PRO-25, propofol alone (25 mg/kg); ADRG, adrenaline alone (0.3 mg/kg); PRAD-25, adrenaline (0.3 mg/kg) combined with propofol (25 mg/kg); Baseline, pretreatment; min, minute(s).

For the ADRG group, Mauchly’s test indicated that the assumption of sphericity was not violated (W = 0.734, χ2 (5) = 1.151, p = 0.951); therefore, sphericity-assumed results are reported. In contrast to the PRO-25 group, repeated measures ANOVA revealed no significant main effect of time on the outcome measure in the ADRG group (F (3, 15) = 2.49, p = 0.100, partial η2 = 0.332). Consistent with the absence of an overall time effect, Bonferroni-adjusted post hoc pairwise comparisons demonstrated no significant differences between any of the evaluated time points (all p > 0.05). These results demonstrate that adrenaline administered alone did not significantly alter mechanical paw withdrawal thresholds over time (Figure 1A), indicating the absence of a meaningful nociceptive suppression under the present experimental conditions.
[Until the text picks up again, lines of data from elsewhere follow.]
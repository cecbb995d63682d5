//! Repository error taxonomy

use thiserror::Error;

use repo_metadata::MetadataError;

use crate::keys::KeyError;
use crate::store::StoreError;

/// Errors that abort a maintenance cycle
#[derive(Debug, Error)]
pub enum RepositoryError {
    /// A role document expected to exist is absent
    #[error("{role} not found")]
    NotFound { role: String },

    /// No signing keys resolvable for a role while thresholds are enforced
    #[error("no signing keys available for {role} (key role {key_role})")]
    SigningUnavailable { role: String, key_role: String },

    #[error("{role} has {valid} valid signature(s), threshold is {threshold}")]
    ThresholdNotMet {
        role: String,
        valid: usize,
        threshold: u32,
    },

    #[error("no signing authority declared for {role}")]
    UnknownAuthority { role: String },

    /// The store rejected a read or write, including version conflicts
    #[error("store failure: {0}")]
    Store(#[source] StoreError),

    #[error("key store failure: {0}")]
    Keys(#[from] KeyError),

    #[error("invalid metadata for {role}: {source}")]
    Metadata {
        role: String,
        #[source]
        source: MetadataError,
    },

    #[error("{role} does not declare a succinct hash-bin delegation")]
    MissingDelegation { role: String },

    #[error("{role} cannot be published as a targets role")]
    InvalidRole { role: String },

    #[error("invalid bootstrap metadata: {0}")]
    InvalidBootstrap(String),

    #[error("invalid target: {0}")]
    InvalidTarget(#[source] MetadataError),

    /// The configured interval does not yield a representable expiry
    #[error("expiry for {role} out of range ({days} days from now)")]
    ExpiryOutOfRange { role: String, days: i64 },

    /// Snapshot was persisted but timestamp was not; the timestamp sweep
    /// re-points timestamp at the persisted snapshot
    #[error("snapshot version {snapshot_version} persisted but timestamp update failed: {source}")]
    PartialPublish {
        snapshot_version: u64,
        #[source]
        source: Box<RepositoryError>,
    },
}

impl RepositoryError {
    /// Map a store error for `role`, lifting a missing document to `NotFound`
    pub fn from_store(role: &str, err: StoreError) -> Self {
        match err {
            StoreError::NotFound { .. } => RepositoryError::NotFound {
                role: role.to_string(),
            },
            other => RepositoryError::Store(other),
        }
    }

    pub fn expiry_out_of_range(role: &str, days: i64) -> Self {
        RepositoryError::ExpiryOutOfRange {
            role: role.to_string(),
            days,
        }
    }

    pub fn metadata(role: &str, source: MetadataError) -> Self {
        RepositoryError::Metadata {
            role: role.to_string(),
            source,
        }
    }

    /// Whether the error is a lost-update rejection from the store
    pub fn is_version_conflict(&self) -> bool {
        matches!(
            self,
            RepositoryError::Store(StoreError::VersionConflict { .. })
        )
    }
}

/// Result type for repository operations
pub type RepositoryResult<T> = Result<T, RepositoryError>;
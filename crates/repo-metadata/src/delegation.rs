//! Succinct hash-bin delegation
//!
//! A delegating targets role declares `2^bit_length` bins. Each target path
//! is assigned to exactly one bin by the leading `bit_length` bits of
//! SHA-256(path). Clients recompute the same assignment to find the bin to
//! fetch, so the mapping must never depend on anything but the path and the
//! delegation parameters.

use std::collections::BTreeMap;

use serde::{Deserialize, Serialize};
use sha2::{Digest, Sha256};

use crate::error::{MetadataError, MetadataResult};
use crate::keys::Key;

/// Largest supported bit length (the hash prefix is a 32-bit integer)
pub const MAX_BIT_LENGTH: u32 = 32;

/// Delegations declared by a targets role
#[derive(Debug, Clone, PartialEq, Eq, Serialize, Deserialize)]
pub struct Delegations {
    #[serde(default)]
    pub keys: BTreeMap<String, Key>,

    #[serde(default, skip_serializing_if = "Option::is_none")]
    pub succinct_roles: Option<SuccinctRoles>,
}

/// Succinct hash-bin delegation parameters
#[derive(Debug, Clone, PartialEq, Eq, Serialize, Deserialize)]
pub struct SuccinctRoles {
    pub keyids: Vec<String>,
    pub threshold: u32,
    pub bit_length: u32,
    pub name_prefix: String,
}

impl SuccinctRoles {
    pub fn new(
        keyids: Vec<String>,
        threshold: u32,
        bit_length: u32,
        name_prefix: impl Into<String>,
    ) -> MetadataResult<Self> {
        let roles = Self {
            keyids,
            threshold,
            bit_length,
            name_prefix: name_prefix.into(),
        };
        roles.validate()?;
        Ok(roles)
    }

    /// Reject parameters that cannot describe a bin layout
    pub fn validate(&self) -> MetadataResult<()> {
        if self.bit_length == 0 || self.bit_length > MAX_BIT_LENGTH {
            return Err(MetadataError::InvalidDelegation(format!(
                "bit_length must be in 1..={}, got {}",
                MAX_BIT_LENGTH, self.bit_length
            )));
        }
        if self.name_prefix.is_empty() {
            return Err(MetadataError::InvalidDelegation(
                "name_prefix must not be empty".to_string(),
            ));
        }
        Ok(())
    }

    pub fn number_of_bins(&self) -> u64 {
        1u64 << self.bit_length.min(MAX_BIT_LENGTH)
    }

    /// Hex digits in a bin suffix: the width of `number_of_bins - 1`
    pub fn suffix_len(&self) -> usize {
        format!("{:x}", self.number_of_bins() - 1).len()
    }

    /// Bin number for a target path
    pub fn bin_for_target(&self, target_path: &str) -> u64 {
        let mut hasher = Sha256::new();
        hasher.update(target_path.as_bytes());
        let digest = hasher.finalize();

        let prefix = u32::from_be_bytes([digest[0], digest[1], digest[2], digest[3]]);
        let shift = MAX_BIT_LENGTH.saturating_sub(self.bit_length);
        u64::from(prefix) >> shift
    }

    /// Name of the bin responsible for a target path
    pub fn role_for_target(&self, target_path: &str) -> String {
        self.role_name(self.bin_for_target(target_path))
    }

    /// Name of bin number `bin`, e.g. `bins-2` or `bins-0f`
    pub fn role_name(&self, bin: u64) -> String {
        format!(
            "{}-{:0width$x}",
            self.name_prefix,
            bin,
            width = self.suffix_len()
        )
    }

    /// All bin names in ascending bin order
    pub fn role_names(&self) -> impl Iterator<Item = String> + '_ {
        (0..self.number_of_bins()).map(move |bin| self.role_name(bin))
    }

    /// Whether `role_name` is one of the bins of this delegation
    pub fn is_delegated_role(&self, role_name: &str) -> bool {
        let Some(suffix) = role_name
            .strip_prefix(self.name_prefix.as_str())
            .and_then(|rest| rest.strip_prefix('-'))
        else {
            return false;
        };

        if suffix.len() != self.suffix_len() || !suffix.chars().all(|c| c.is_ascii_hexdigit()) {
            return false;
        }
        if suffix.chars().any(|c| c.is_ascii_uppercase()) {
            return false;
        }

        match u64::from_str_radix(suffix, 16) {
            Ok(bin) => bin < self.number_of_bins(),
            Err(_) => false,
        }
    }
}
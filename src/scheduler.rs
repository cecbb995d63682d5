//! Periodic maintenance loop
//!
//! Runs [`MetadataRepository::run_maintenance`] every interval until a stop
//! is requested. The first interrupt stops the loop after the current pass;
//! a second one exits the process.

use std::sync::atomic::{AtomicBool, AtomicU32, Ordering};
use std::sync::Arc;
use std::time::{Duration, Instant};

use tracing::{info, warn};

use crate::repository::{MaintenanceReport, MetadataRepository};

const POLL_INTERVAL: Duration = Duration::from_millis(100);

/// Shared stop state, set by the interrupt handler
#[derive(Debug, Default)]
pub struct StopState {
    stop: AtomicBool,
    interrupts: AtomicU32,
}

impl StopState {
    pub fn new() -> Self {
        Self::default()
    }

    pub fn request_stop(&self) {
        self.stop.store(true, Ordering::SeqCst);
    }

    pub fn is_stopped(&self) -> bool {
        self.stop.load(Ordering::SeqCst)
    }

    /// Record an interrupt; returns true on the second and later ones
    fn interrupt(&self) -> bool {
        self.request_stop();
        self.interrupts.fetch_add(1, Ordering::SeqCst) >= 1
    }
}

/// Interval-driven maintenance runner
#[derive(Debug)]
pub struct Scheduler {
    interval: Duration,
    state: Arc<StopState>,
}

impl Scheduler {
    pub fn new(interval: Duration) -> Self {
        Self {
            interval,
            state: Arc::new(StopState::new()),
        }
    }

    pub fn state(&self) -> Arc<StopState> {
        Arc::clone(&self.state)
    }

    /// Install the Ctrl-C / SIGTERM handler. Call once per process.
    pub fn install_handler(&self) -> Result<(), ctrlc::Error> {
        let state = Arc::clone(&self.state);
        ctrlc::set_handler(move || {
            if state.interrupt() {
                eprintln!("\nReceived second interrupt, exiting immediately...");
                std::process::exit(130);
            }
            eprintln!("\nReceived interrupt, stopping after the current pass...");
        })
    }

    /// Run maintenance passes until stopped, or once with `once`
    ///
    /// `on_pass` sees every report. Returns the number of passes made.
    pub fn run<F>(&self, repo: &MetadataRepository, once: bool, mut on_pass: F) -> u64
    where
        F: FnMut(&MaintenanceReport),
    {
        let mut passes = 0;
        info!(interval_secs = self.interval.as_secs(), once, "maintenance loop started");

        while !self.state.is_stopped() {
            let report = repo.run_maintenance();
            passes += 1;
            if !report.is_success() {
                warn!(pass = passes, "maintenance pass finished with failures");
            }
            on_pass(&report);

            if once || self.sleep() {
                break;
            }
        }

        info!(passes, "maintenance loop stopped");
        passes
    }

    /// Sleep one interval; returns true if a stop arrived meanwhile
    fn sleep(&self) -> bool {
        let start = Instant::now();
        while start.elapsed() < self.interval {
            if self.state.is_stopped() {
                return true;
            }
            std::thread::sleep(POLL_INTERVAL.min(self.interval));
        }
        self.state.is_stopped()
    }
}
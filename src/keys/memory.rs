//! In-memory key store

use std::collections::HashMap;
use std::sync::{Arc, RwLock};

use repo_metadata::Ed25519Signer;

use super::{KeyError, KeyResult, KeyStore};

/// Key store holding signers in memory; clones share state
#[derive(Debug, Clone, Default)]
pub struct MemoryKeyStore {
    keys: Arc<RwLock<HashMap<String, Vec<Ed25519Signer>>>>,
}

impl MemoryKeyStore {
    pub fn new() -> Self {
        Self::default()
    }

    /// Authorize `signer` for `key_role`
    pub fn insert(&self, key_role: &str, signer: Ed25519Signer) -> KeyResult<()> {
        let mut keys = self.keys.write().map_err(|_| KeyError::Poisoned)?;
        keys.entry(key_role.to_string()).or_default().push(signer);
        Ok(())
    }

    /// Generate and authorize a new key for `key_role`
    pub fn generate(&self, key_role: &str) -> KeyResult<Ed25519Signer> {
        let signer = Ed25519Signer::generate()?;
        self.insert(key_role, signer.clone())?;
        Ok(signer)
    }

    /// Revoke every key of `key_role`
    pub fn clear(&self, key_role: &str) -> KeyResult<()> {
        let mut keys = self.keys.write().map_err(|_| KeyError::Poisoned)?;
        keys.remove(key_role);
        Ok(())
    }
}

impl KeyStore for MemoryKeyStore {
    fn keys_for(&self, key_role: &str) -> KeyResult<Vec<Ed25519Signer>> {
        let keys = self.keys.read().map_err(|_| KeyError::Poisoned)?;
        Ok(keys.get(key_role).cloned().unwrap_or_default())
    }
}

#[cfg(test)]
mod tests {
    use super::*;

    #[test]
    fn test_keys_by_role() {
        let store = MemoryKeyStore::new();
        let signer = store.generate("snapshot").unwrap();

        let keys = store.keys_for("snapshot").unwrap();
        assert_eq!(keys.len(), 1);
        assert_eq!(keys[0].key_id(), signer.key_id());
        assert!(store.keys_for("timestamp").unwrap().is_empty());

        store.clear("snapshot").unwrap();
        assert!(store.keys_for("snapshot").unwrap().is_empty());
    }
}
For the PRAD-25 group, Mauchly’s test indicated that the assumption of sphericity was not violated (W = 0.334, χ2 (5) = 4.085, p = 0.549); therefore, sphericity-assumed results are reported. In this group, repeated measures ANOVA revealed a highly significant and robust main effect of time on the outcome measure (F (3, 15) = 198.98, p < 0.001), with a very large effect size (partial η2 = 0.975). Bonferroni-adjusted post hoc pairwise comparisons revealed significant differences between baseline and all post-treatment time points (5, 10, and 15 min; all p < 0.001), as well as a significant difference between the fifth and 10th minutes (p = 0.002). By contrast, no significant differences were observed between the 5th and 15th minutes or between the 10th and 15th minutes (p > 0.05). Collectively, these findings indicate that combined administration of adrenaline and subhypnotic-dose propofol produced a robust suppression of nociceptive responses, characterized by a marked increase in paw withdrawal threshold beginning at 5 min and persisting throughout the observation period (Figure 1A).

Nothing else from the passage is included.